Despite new boundaries created on and off the bench by mandatory minimums, many lawyers see problems with mandatory minimums that attempt uniformity in sentencing. “Not everyone [convicted] has the same degree of moral culpability,” says Johnson. He maintains that more accused who might have entered a guilty plea with consideration for the circumstances are now fighting a charge, especially if there is associated jail time or loss of driving privileges. “They feel they have nothing to lose,” he says. “You are spending a ton of time on appeals” and what may once have been a short court appearance is now magnified into a longer trial and/or appeal, further clogging the court system.
Johnson points to another difficulty. “It changes a justice system,” he says.
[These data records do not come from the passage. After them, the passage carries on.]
use std::fmt;

/// FELib return codes as reported by the device layer.
#[repr(i32)]
#[derive(Clone, Copy, PartialEq, Eq, PartialOrd, Debug)]
pub enum FELibReturn {
    Success = 0,
    Generic = -1,
    InvalidParam = -2,
    DevAlreadyOpen = -3,
    DevNotFound = -4,
    MaxDev = -5,
    Command = -6,
    Internal = -7,
    NotImplemented = -8,
    InvalidHandle = -9,
    DevLibNotAvailable = -10,
    Timeout = -11,
    Stop = -12,
    Disabled = -13,
    BadLibVer = -14,
    Comm = -15,
    Unknown = 1,
}

impl From<i32> for FELibReturn {
    fn from(value: i32) -> Self {
        match value {
            0 => Self::Success,
            -1 => Self::Generic,
            -2 => Self::InvalidParam,
            -3 => Self::DevAlreadyOpen,
            -4 => Self::DevNotFound,
            -5 => Self::MaxDev,
            -6 => Self::Command,
            -7 => Self::Internal,
            -8 => Self::NotImplemented,
            -9 => Self::InvalidHandle,
            -10 => Self::DevLibNotAvailable,
            -11 => Self::Timeout,
            -12 => Self::Stop,
            -13 => Self::Disabled,
            -14 => Self::BadLibVer,
            -15 => Self::Comm,
            _ => Self::Unknown,
        }
    }
}

impl fmt::Display for FELibReturn {
    fn fmt(&self, f: &mut fmt::Formatter<'_>) -> fmt::Result {
        write!(f, "{:?} ({})", self, *self as i32)
    }
}

impl std::error::Error for FELibReturn {}

impl FELibReturn {
    /// Interpret the result of a `hasdata` call.
    ///
    /// A timeout only means nothing is waiting, so it maps to `Ok(false)`.
    pub fn into_ready(self) -> Result<bool, FELibReturn> {
        match self {
            FELibReturn::Success => Ok(true),
            FELibReturn::Timeout => Ok(false),
            e => Err(e),
        }
    }
}

/// Outcome of a single `readdata` call.
#[derive(Clone, Copy, PartialEq, Eq, Debug)]
pub enum ReadStatus {
    Hit,
    NoData,
    Stopped,
}

impl ReadStatus {
    pub fn from_return(ret: FELibReturn) -> Result<Self, FELibReturn> {
        match ret {
            FELibReturn::Success => Ok(ReadStatus::Hit),
            FELibReturn::Timeout => Ok(ReadStatus::NoData),
            FELibReturn::Stop => Ok(ReadStatus::Stopped),
            e => Err(e),
        }
    }
}
use anyhow::Result;
use sqlx::{postgres::PgPoolOptions, PgPool};
use std::time::Duration;

#[derive(Clone)]
pub struct DbPool {
    pool: PgPool,
}

impl DbPool {
    pub async fn connect(url: &str, max_size: u32, timeout_seconds: u64) -> Result<Self> {
        let pool = PgPoolOptions::new()
            .max_connections(max_size)
            .acquire_timeout(Duration::from_secs(timeout_seconds))
            .connect(url)
            .await?;

        // Test connection
        sqlx::query("SELECT 1").execute(&pool).await?;

        Ok(Self { pool })
    }

    pub fn get_pool(&self) -> &PgPool {
        &self.pool
    }

    pub async fn close(&self) {
        self.pool.close().await;
    }
}
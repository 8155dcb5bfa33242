use anyhow::Result;
use async_trait::async_trait;

#[derive(Debug, Clone)]
pub struct EmbeddingRequest {
    pub texts: Vec<String>,
}

#[derive(Debug, Clone)]
pub struct EmbeddingResponse {
    pub embeddings: Vec<Vec<f32>>,
}

#[async_trait]
pub trait EmbeddingProvider: Send + Sync {
    async fn embed(&self, request: EmbeddingRequest) -> Result<EmbeddingResponse>;
}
With the judge’s discretionary ability removed there is more pressure on attempts to plea bargain around a mandatory minimum. Ruby puts it more succinctly: “It’s a right-wing American trend that snatches power from the judges and gives it to the prosecutors.” Johnson states, “Mandatory minimums don’t work, there is clear evidence of that. Instead, they serve a political purpose.”
Yet, mandatory minimums continue to creep into Canadian law, limiting how judges can deal with individuals. The newly passed Bill C-25 now limits the amount of time judges can credit to accused held in detention prior to sentencing. Under the new system, judges will credit time on a one-to-one basis with some flexibility to increase that to one-and-half times in exceptional cases. The former ratio was two-to-one, with the ability to increase to a three-to-one ratio. Crediting the prisoner extra time prior to sentencing was seen as a reflection of lack of facilities and according to the federal justice material, a means of reducing inmate populations.